On the market dynamics surrounding the halving, Parth Chaturvedi, the Investments Lead at CoinSwitch Ventures, provided insights to Mint on the broader impact of the event on cryptocurrency markets. He remarked, “The markets have priced in the halving, so there wasn’t any major volatility close to the event.” Chaturvedi highlighted a significant observation where, despite a downturn in tech stock prices, cryptocurrency prices demonstrated resilience and even gained. “If you see yesterday’s stark contrast in tech stock prices tanking but crypto prices moving higher; one can understand how crypto is decoupling itself as a new asset class,” he explained.

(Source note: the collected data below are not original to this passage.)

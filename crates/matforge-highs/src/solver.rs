//! HiGHS implementation of the solve boundary.

use std::time::Instant;

use matforge_core::Model;
use matforge_expr::{ComparisonKind, Storage};
use matforge_solver::{Solver, SolverConfig, SolverError, SolverStatus, check_assignment};
use tracing::{debug, warn};

use crate::problem::{HighsModel, HighsOption};

/// Integrality tolerance applied when reading values back.
const INTEGRALITY_TOLERANCE: f64 = 1e-6;

/// Solves matforge models with HiGHS, one fresh HiGHS instance per call.
#[derive(Debug, Clone, Default)]
pub struct HighsSolver {
    config: SolverConfig,
}

impl HighsSolver {
    pub fn new(config: SolverConfig) -> Self {
        Self { config }
    }

    pub fn config(&self) -> &SolverConfig {
        &self.config
    }
}

impl<S: Storage> Solver<S> for HighsSolver {
    fn solve(&mut self, model: &Model<S>) -> Result<Vec<i64>, SolverError> {
        solve_model(model, &self.config)
    }
}

fn apply_solver_config(highs_model: &mut HighsModel, config: &SolverConfig) {
    highs_model.set_log_to_console(config.log_to_console.unwrap_or(false));

    if let Some(limit) = config.time_limit {
        highs_model.set_option("time_limit", HighsOption::Float(limit));
    }
    if let Some(gap) = config.mip_gap {
        highs_model.set_option("mip_rel_gap", HighsOption::Float(gap));
    }
    if let Some(level) = config.verbosity {
        highs_model.set_verbosity(level);
    }
    if let Some(presolve) = config.presolve {
        let presolve_str = if presolve { "on" } else { "off" };
        highs_model.set_option("presolve", HighsOption::Str(presolve_str.to_string()));
    }
    if let Some(threads) = config.effective_threads() {
        let threads = i32::try_from(threads).unwrap_or(i32::MAX);
        highs_model.set_option("threads", HighsOption::Int(threads));
    }
}

fn add_variables_to_highs<S: Storage>(model: &Model<S>, highs_model: &mut HighsModel) {
    let objective = model.objective();
    for (index, var) in model.variables().iter().enumerate() {
        let var_id = matforge_expr::VariableId::new(index as u32);
        highs_model.add_integer_col(
            var.bounds.lower as f64,
            var.bounds.upper as f64,
            objective.coeff(var_id) as f64,
        );
    }
    debug!(
        component = "solver",
        operation = "add_variables",
        status = "success",
        num_vars = model.num_variables(),
        "Added all variables to HiGHS"
    );
}

/// Lower every row; `Ok(false)` signals a row that can never hold.
fn add_constraints_to_highs<S: Storage>(
    model: &Model<S>,
    highs_model: &mut HighsModel,
) -> Result<bool, SolverError> {
    for (name, constraint) in model.constraints() {
        if constraint.is_trivial() {
            if !constraint.is_satisfied_by(&[]) {
                debug!(
                    component = "solver",
                    operation = "add_constraints",
                    status = "infeasible",
                    constraint = name,
                    "Constant row can never hold"
                );
                return Ok(false);
            }
            continue;
        }
        let (kind, rhs) = constraint.non_strict().ok_or_else(|| {
            SolverError::Backend(format!("constraint {name} uses '!=' which HiGHS cannot express"))
        })?;
        let rhs = rhs as f64;
        let (lower, upper) = match kind {
            ComparisonKind::Equal => (rhs, rhs),
            ComparisonKind::GreaterEqual => (rhs, f64::INFINITY),
            _ => (f64::NEG_INFINITY, rhs),
        };
        let (columns, coefficients): (Vec<usize>, Vec<f64>) = constraint
            .terms()
            .into_iter()
            .map(|(var_id, coeff)| (var_id.index(), coeff as f64))
            .unzip();
        highs_model
            .add_row(lower, upper, &columns, &coefficients)
            .map_err(|err| SolverError::Backend(err.to_string()))?;
    }
    debug!(
        component = "solver",
        operation = "add_constraints",
        status = "success",
        num_constraints = model.num_constraints(),
        "Added all constraints to HiGHS"
    );
    Ok(true)
}

fn round_values(values: &[f64]) -> Result<Vec<i64>, SolverError> {
    values
        .iter()
        .enumerate()
        .map(|(index, value)| {
            let rounded = value.round();
            if !value.is_finite() || (value - rounded).abs() > INTEGRALITY_TOLERANCE {
                return Err(SolverError::NonIntegral {
                    index,
                    value: *value,
                });
            }
            Ok(rounded as i64)
        })
        .collect()
}

fn solve_model<S: Storage>(model: &Model<S>, config: &SolverConfig) -> Result<Vec<i64>, SolverError> {
    if model.num_variables() == 0 {
        return Err(SolverError::EmptyModel);
    }
    let started = Instant::now();

    let mut highs_model = HighsModel::new();
    apply_solver_config(&mut highs_model, config);
    add_variables_to_highs(model, &mut highs_model);
    if !add_constraints_to_highs(model, &mut highs_model)? {
        return Err(SolverError::NoSolution {
            status: SolverStatus::Infeasible,
        });
    }

    let outcome = highs_model.solve();
    let duration_ms = started.elapsed().as_secs_f64() * 1000.0;
    debug!(
        component = "solver",
        operation = "solve",
        status = "success",
        solver = "highs",
        solver_status = outcome.status.as_str(),
        objective_value = outcome.objective_value,
        duration_ms,
        "HiGHS solve completed"
    );

    match outcome.status {
        SolverStatus::Optimal => {}
        SolverStatus::ReachedTimeLimit => {
            // An incumbent found before the limit is still a valid assignment.
            let incumbent = round_values(&outcome.values)
                .ok()
                .filter(|values| check_assignment(model, values).is_ok());
            return match incumbent {
                Some(values) => {
                    warn!(
                        component = "solver",
                        operation = "solve",
                        status = "warn",
                        solver = "highs",
                        duration_ms,
                        "Solver hit limit but returning best solution found"
                    );
                    Ok(values)
                }
                None => Err(SolverError::NoSolution {
                    status: outcome.status,
                }),
            };
        }
        status => return Err(SolverError::NoSolution { status }),
    }

    let values = round_values(&outcome.values)?;
    check_assignment(model, &values)?;
    Ok(values)
}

Chaturvedi further elaborated on the current market conditions and the outlook following the halving. He noted that although prices are generally lower from their recent peaks, primarily due to geopolitical tensions, the cryptocurrency market might face some near-term downward pressure as miners and other ecosystem participants adjust to the new supply dynamics introduced by the halving. He underscored the significance of the fourth halving, which has reduced Bitcoin’s annual inflation rate to below that of gold, potentially enhancing its appeal as a ‘store of value’ asset class. “The 4th halving brings BTC’s annual inflation to less than gold’s and will further push investors to explore it as a ‘store of value’ asset class,” Chaturvedi added.

 

What does Bitcoin halving mean?

Bitcoin halving is an event meticulously programmed into the underlying code of Bitcoin, set to occur approximately every four years. This significant event involves halving the rewards that miners receive for validating new transactions on the Bitcoin blockchain. As a result, the rate at which new bitcoins are introduced into the system is reduced by half. This deliberate reduction in supply rate is akin to the way scarcity is introduced in precious metals, which can enhance the value of the asset over time.

The halving mechanism is designed to mimic the economic principle of supply and demand; as fewer bitcoins are generated, the scarcity of the digital currency increases if demand continues to grow or remains steady. This scarcity is intended to prevent inflation and extend the life span of the reward system for miners, ensuring that bitcoin continues to be mined for a longer period. Theoretically, this scarcity could lead to an increase in Bitcoin’s value over time, assuming that demand for Bitcoin either remains constant or increases. This mechanism is a critical aspect of Bitcoin’s economic model and contributes to its appeal as a potential long-term store of value.